1. New Data Protection Laws: “EU to Propose New Data Breach, Privacy Regulations” by Brian Prince (@threatpost). Over the weekend the European Union announced that they would soon be proposing new laws that would require companies that are impacted by cyber attacks / data breaches to inform authorities and customers within 24 hours. The legislation will primarily be focused on protecting online consumers by giving them more online privacy and information security rights. The EU also hopes that the proposed regulations will help simplify their data protection methods. It appears that the proposed laws will probably not go into effect for another two years.

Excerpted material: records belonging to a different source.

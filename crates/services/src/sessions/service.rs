use chrono::{DateTime, Utc};
use std::fmt;

use quiz_core::model::{AnswerRecord, GameRecord, GameRecordId, Question};

use super::progress::SessionProgress;
use crate::error::SessionError;

/// Points awarded for each correct answer.
pub const POINTS_PER_CORRECT: u32 = 10;

//
// ─── PHASE ─────────────────────────────────────────────────────────────────────
//

/// Why a session could not get past loading.
#[derive(Debug, Clone, PartialEq, Eq)]
pub enum SessionFailure {
    /// The question provider failed; carries a user-facing message.
    Fetch(String),
    /// The provider succeeded but returned no questions.
    NoQuestions,
}

impl fmt::Display for SessionFailure {
    fn fmt(&self, f: &mut fmt::Formatter<'_>) -> fmt::Result {
        match self {
            SessionFailure::Fetch(message) => write!(f, "Error fetching trivia: {message}"),
            SessionFailure::NoQuestions => write!(f, "No trivia questions are available right now."),
        }
    }
}

#[derive(Debug, Clone, PartialEq, Eq)]
pub enum SessionPhase {
    Loading,
    Active,
    Complete,
    Failed(SessionFailure),
}

/// Identifies the load a fetch was issued for.
///
/// `restart` bumps the session generation, so a fetch that resolves after a
/// restart no longer matches and its result is dropped.
#[derive(Debug, Clone, Copy, PartialEq, Eq)]
pub struct LoadTicket {
    generation: u64,
}

//
// ─── SESSION ───────────────────────────────────────────────────────────────────
//

/// In-memory state for one playthrough.
///
/// `Loading` → `Active` → `Complete`, with `restart` returning to `Loading` from any
/// phase. Single owner; mutated once per user action.
pub struct QuizSession {
    questions: Vec<Question>,
    current: usize,
    score: u32,
    answers: Vec<AnswerRecord>,
    phase: SessionPhase,
    generation: u64,
    record_id: Option<GameRecordId>,
}

impl Default for QuizSession {
    fn default() -> Self {
        Self::new()
    }
}

impl QuizSession {
    /// Create an empty session waiting for questions.
    #[must_use]
    pub fn new() -> Self {
        Self {
            questions: Vec::new(),
            current: 0,
            score: 0,
            answers: Vec::new(),
            phase: SessionPhase::Loading,
            generation: 0,
            record_id: None,
        }
    }

    #[must_use]
    pub fn phase(&self) -> &SessionPhase {
        &self.phase
    }

    #[must_use]
    pub fn questions(&self) -> &[Question] {
        &self.questions
    }

    #[must_use]
    pub fn current_index(&self) -> usize {
        self.current
    }

    #[must_use]
    pub fn score(&self) -> u32 {
        self.score
    }

    #[must_use]
    pub fn answers(&self) -> &[AnswerRecord] {
        &self.answers
    }

    /// Id of the archived game once the completion record was persisted.
    #[must_use]
    pub fn record_id(&self) -> Option<GameRecordId> {
        self.record_id
    }

    #[must_use]
    pub fn is_loading(&self) -> bool {
        self.phase == SessionPhase::Loading
    }

    #[must_use]
    pub fn is_active(&self) -> bool {
        self.phase == SessionPhase::Active
    }

    #[must_use]
    pub fn is_complete(&self) -> bool {
        self.phase == SessionPhase::Complete
    }

    #[must_use]
    pub fn failure(&self) -> Option<&SessionFailure> {
        match &self.phase {
            SessionPhase::Failed(failure) => Some(failure),
            _ => None,
        }
    }

    /// Returns a summary of the current session progress.
    #[must_use]
    pub fn progress(&self) -> SessionProgress {
        SessionProgress {
            total: self.questions.len(),
            answered: self.answers.len(),
            remaining: self.questions.len().saturating_sub(self.current),
            score: self.score,
            is_complete: self.is_complete(),
        }
    }

    /// The question awaiting an answer, if the session is active.
    #[must_use]
    pub fn current_question(&self) -> Option<&Question> {
        if self.is_active() {
            self.questions.get(self.current)
        } else {
            None
        }
    }

    /// Ticket for a fetch issued against the current load.
    #[must_use]
    pub fn load_ticket(&self) -> LoadTicket {
        LoadTicket {
            generation: self.generation,
        }
    }

    /// Whether a fetch issued with `ticket` may still populate this session.
    #[must_use]
    pub fn accepts(&self, ticket: LoadTicket) -> bool {
        self.is_loading() && ticket.generation == self.generation
    }

    /// Populate the session with fetched questions and begin answering.
    ///
    /// An empty batch leaves the session untouched.
    ///
    /// # Errors
    ///
    /// Returns `SessionError::NotLoading` outside the loading phase, and
    /// `SessionError::Empty` if `questions` is empty.
    pub fn start(&mut self, questions: Vec<Question>) -> Result<(), SessionError> {
        if !self.is_loading() {
            return Err(SessionError::NotLoading);
        }
        if questions.is_empty() {
            return Err(SessionError::Empty);
        }

        self.questions = questions;
        self.current = 0;
        self.score = 0;
        self.answers.clear();
        self.record_id = None;
        self.phase = SessionPhase::Active;
        Ok(())
    }

    /// Move a loading session into the failed state.
    ///
    /// # Errors
    ///
    /// Returns `SessionError::NotLoading` outside the loading phase.
    pub fn fail(&mut self, failure: SessionFailure) -> Result<(), SessionError> {
        if !self.is_loading() {
            return Err(SessionError::NotLoading);
        }
        self.phase = SessionPhase::Failed(failure);
        Ok(())
    }

    /// Score `choice` against the current question and advance.
    ///
    /// Not idempotent: every call consumes one question.
    ///
    /// # Errors
    ///
    /// Returns `SessionError::NotActive` if there is no question to answer.
    pub fn submit_answer(&mut self, choice: &str) -> Result<&AnswerRecord, SessionError> {
        if !self.is_active() {
            return Err(SessionError::NotActive);
        }
        let question = self
            .questions
            .get(self.current)
            .ok_or(SessionError::NotActive)?;

        let was_correct = question.is_correct(choice);
        if was_correct {
            self.score += POINTS_PER_CORRECT;
        }
        self.answers.push(AnswerRecord::new(
            question.text(),
            choice,
            was_correct,
            self.score,
        ));

        if self.current + 1 >= self.questions.len() {
            self.current = self.questions.len();
            self.phase = SessionPhase::Complete;
        } else {
            self.current += 1;
        }

        self.answers.last().ok_or(SessionError::NotActive)
    }

    /// Discard all in-memory state and wait for a fresh batch of questions.
    pub fn restart(&mut self) {
        self.questions.clear();
        self.current = 0;
        self.score = 0;
        self.answers.clear();
        self.record_id = None;
        self.phase = SessionPhase::Loading;
        self.generation = self.generation.wrapping_add(1);
    }

    /// Snapshot the finished game for the history log.
    ///
    /// # Errors
    ///
    /// Returns `SessionError::NotComplete` before the last answer, or
    /// `SessionError::Record` if the snapshot is inconsistent.
    pub fn build_record(&self, completed_at: DateTime<Utc>) -> Result<GameRecord, SessionError> {
        if !self.is_complete() {
            return Err(SessionError::NotComplete);
        }
        Ok(GameRecord::from_session(
            completed_at,
            self.score,
            &self.questions,
            &self.answers,
        )?)
    }

    pub(crate) fn set_record_id(&mut self, id: GameRecordId) {
        self.record_id = Some(id);
    }
}

impl fmt::Debug for QuizSession {
    fn fmt(&self, f: &mut fmt::Formatter<'_>) -> fmt::Result {
        f.debug_struct("QuizSession")
            .field("phase", &self.phase)
            .field("questions_len", &self.questions.len())
            .field("current", &self.current)
            .field("score", &self.score)
            .field("answers_len", &self.answers.len())
            .field("generation", &self.generation)
            .field("record_id", &self.record_id)
            .finish()
    }
}

//
// ─── TESTS ─────────────────────────────────────────────────────────────────────
//

#[cfg(test)]
mod tests {
    use super::*;
    use quiz_core::time::fixed_now;

    fn question(n: usize) -> Question {
        Question::new(
            format!("Question {n}?"),
            format!("right {n}"),
            [format!("wrong {n}a"), format!("wrong {n}b"), format!("wrong {n}c")],
            "General Knowledge",
        )
        .unwrap()
    }

    fn questions(count: usize) -> Vec<Question> {
        (1..=count).map(question).collect()
    }

    fn assert_score_invariant(session: &QuizSession) {
        let correct = session.answers().iter().filter(|a| a.was_correct).count();
        assert_eq!(session.score(), POINTS_PER_CORRECT * correct as u32);
    }

    #[test]
    fn new_session_is_loading() {
        let session = QuizSession::new();
        assert!(session.is_loading());
        assert!(session.current_question().is_none());
        assert_eq!(session.progress().total, 0);
    }

    #[test]
    fn start_activates_session() {
        let mut session = QuizSession::new();
        session.start(questions(5)).unwrap();

        assert!(session.is_active());
        assert_eq!(session.current_index(), 0);
        assert_eq!(session.score(), 0);
        assert_eq!(session.current_question().unwrap().text(), "Question 1?");
    }

    #[test]
    fn start_with_no_questions_is_a_no_op() {
        let mut session = QuizSession::new();
        let err = session.start(Vec::new()).unwrap_err();
        assert!(matches!(err, SessionError::Empty));
        assert!(session.is_loading());
    }

    #[test]
    fn start_requires_loading_phase() {
        let mut session = QuizSession::new();
        session.start(questions(2)).unwrap();
        let err = session.start(questions(2)).unwrap_err();
        assert!(matches!(err, SessionError::NotLoading));
    }

    #[test]
    fn correct_answer_adds_ten_points() {
        let mut session = QuizSession::new();
        session.start(questions(3)).unwrap();

        let answer = session.submit_answer("right 1").unwrap().clone();
        assert!(answer.was_correct);
        assert_eq!(answer.score_after, 10);
        assert_eq!(answer.question_text, "Question 1?");

        let answer = session.submit_answer("wrong 2a").unwrap().clone();
        assert!(!answer.was_correct);
        assert_eq!(answer.score_after, 10);
        assert_score_invariant(&session);
    }

    #[test]
    fn answers_track_index_until_complete() {
        let mut session = QuizSession::new();
        session.start(questions(5)).unwrap();

        for n in 1..=5 {
            assert!(session.is_active());
            assert_eq!(session.answers().len(), session.current_index());
            session.submit_answer(&format!("right {n}")).unwrap();
            assert_score_invariant(&session);
        }

        assert!(session.is_complete());
        assert_eq!(session.answers().len(), session.questions().len());
        assert_eq!(session.current_index(), 5);
        assert_eq!(session.score(), 50);
        assert!(session.progress().is_complete);
        assert_eq!(session.progress().remaining, 0);
    }

    #[test]
    fn submit_rejected_when_not_active() {
        let mut session = QuizSession::new();
        assert!(matches!(
            session.submit_answer("x").unwrap_err(),
            SessionError::NotActive
        ));

        session.start(questions(1)).unwrap();
        session.submit_answer("right 1").unwrap();
        assert!(matches!(
            session.submit_answer("right 1").unwrap_err(),
            SessionError::NotActive
        ));
        assert_eq!(session.answers().len(), 1);
    }

    #[test]
    fn restart_discards_state_and_invalidates_tickets() {
        let mut session = QuizSession::new();
        let ticket = session.load_ticket();
        assert!(session.accepts(ticket));

        session.start(questions(3)).unwrap();
        session.submit_answer("right 1").unwrap();
        session.restart();

        assert!(session.is_loading());
        assert!(session.answers().is_empty());
        assert!(session.questions().is_empty());
        assert_eq!(session.score(), 0);
        assert!(!session.accepts(ticket));
        assert!(session.accepts(session.load_ticket()));
    }

    #[test]
    fn fail_only_from_loading() {
        let mut session = QuizSession::new();
        session.fail(SessionFailure::NoQuestions).unwrap();
        assert_eq!(session.failure(), Some(&SessionFailure::NoQuestions));
        assert!(!session.accepts(session.load_ticket()));

        session.restart();
        session.start(questions(1)).unwrap();
        assert!(session.fail(SessionFailure::NoQuestions).is_err());
        assert!(session.is_active());
    }

    #[test]
    fn build_record_requires_completion() {
        let mut session = QuizSession::new();
        session.start(questions(2)).unwrap();
        session.submit_answer("right 1").unwrap();
        assert!(matches!(
            session.build_record(fixed_now()).unwrap_err(),
            SessionError::NotComplete
        ));

        session.submit_answer("wrong 2b").unwrap();
        let record = session.build_record(fixed_now()).unwrap();
        assert_eq!(record.score(), 10);
        assert_eq!(record.chosen_answers(), ["right 1", "wrong 2b"]);
        assert_eq!(record.correct_answers(), ["right 1", "right 2"]);
    }

    #[test]
    fn failure_message_is_user_facing() {
        let failure = SessionFailure::Fetch("timeout".into());
        assert_eq!(failure.to_string(), "Error fetching trivia: timeout");
    }
}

2. SQL Injection Attacks: “Avoidable Attacks Cause Most Data Breaches” by Sophie Curtis (@scurtsy). In this article, Sophie Curtis provides insight on the widespread lack of prevention against SQL injection hacks shown by many businesses. Curtis reports that businesses with underequipped or out-of-date cyber security methods are among the easiest targets for hackers and that these attacks cost billions of dollars while impacting millions of people annually. The article also provides insight on SQL injection attacks and measures that can be taken in preventing them.
3. Kelihos Botnet: “Microsoft: 'Kelihos' botnet master worked for AV vendor” by Ryan Naraine (@ryanaraine). Microsoft has identified the developer behind the “Kelihos” botnet that was responsible for countless spam emails, identity theft, stock scams, and more. According to Microsoft, the software developer is Andrey Sabelnikov, a Russian man who used to work for an antivirus/firewall/security software company. Sabelnikov has been accused of creating over 3,700 subdomains from a Czech free hosting site and using the subdomains to control the Kelihos botnet.
4. Data Privacy Day: “SSCC 81 - NCSA and Data Privacy Day” by Chester Wisniewski (@ChetWisniewski). Happy Data Privacy Day! In this article and podcast, Chet Wisniewski talks about the upcoming holiday (Data Privacy Day is officially January 28th) with Michael Kaiser of the National Cyber Security Alliance. The two discuss the role of the holiday in promoting privacy and cyber security awareness globally as well as what consumers should do to protect themselves.
5. Application Security: “Cover Your App: Five Lessons from Recent Data Breaches” by Scott Vernick (@HuffPostTech). The growing problem of cyber attacks has more and more consumers thinking about the security of their personal information online. Scott Vernick offers five excellent tips on measures consumers can take to protect their data in this article from the Huffington Post.
6. Smartphone Security: “Lookout’s New App Visualizes Mobile Security Threats As They Are Detected Around The World” by Leena Rao (@LeenaRao). As it continues to become more of an issue, we are seeing many companies releasing mobile security solutions. Earlier this week Lookout released a new app for Android users that allows them to monitor cyber attacks as they take place. The app also provides information on the top security threats that are taking place, and the breakdown of malware attacks vs. spyware attacks happening in real time. Products and applications like this will hopefully increase cyber attack awareness amongst smartphone users.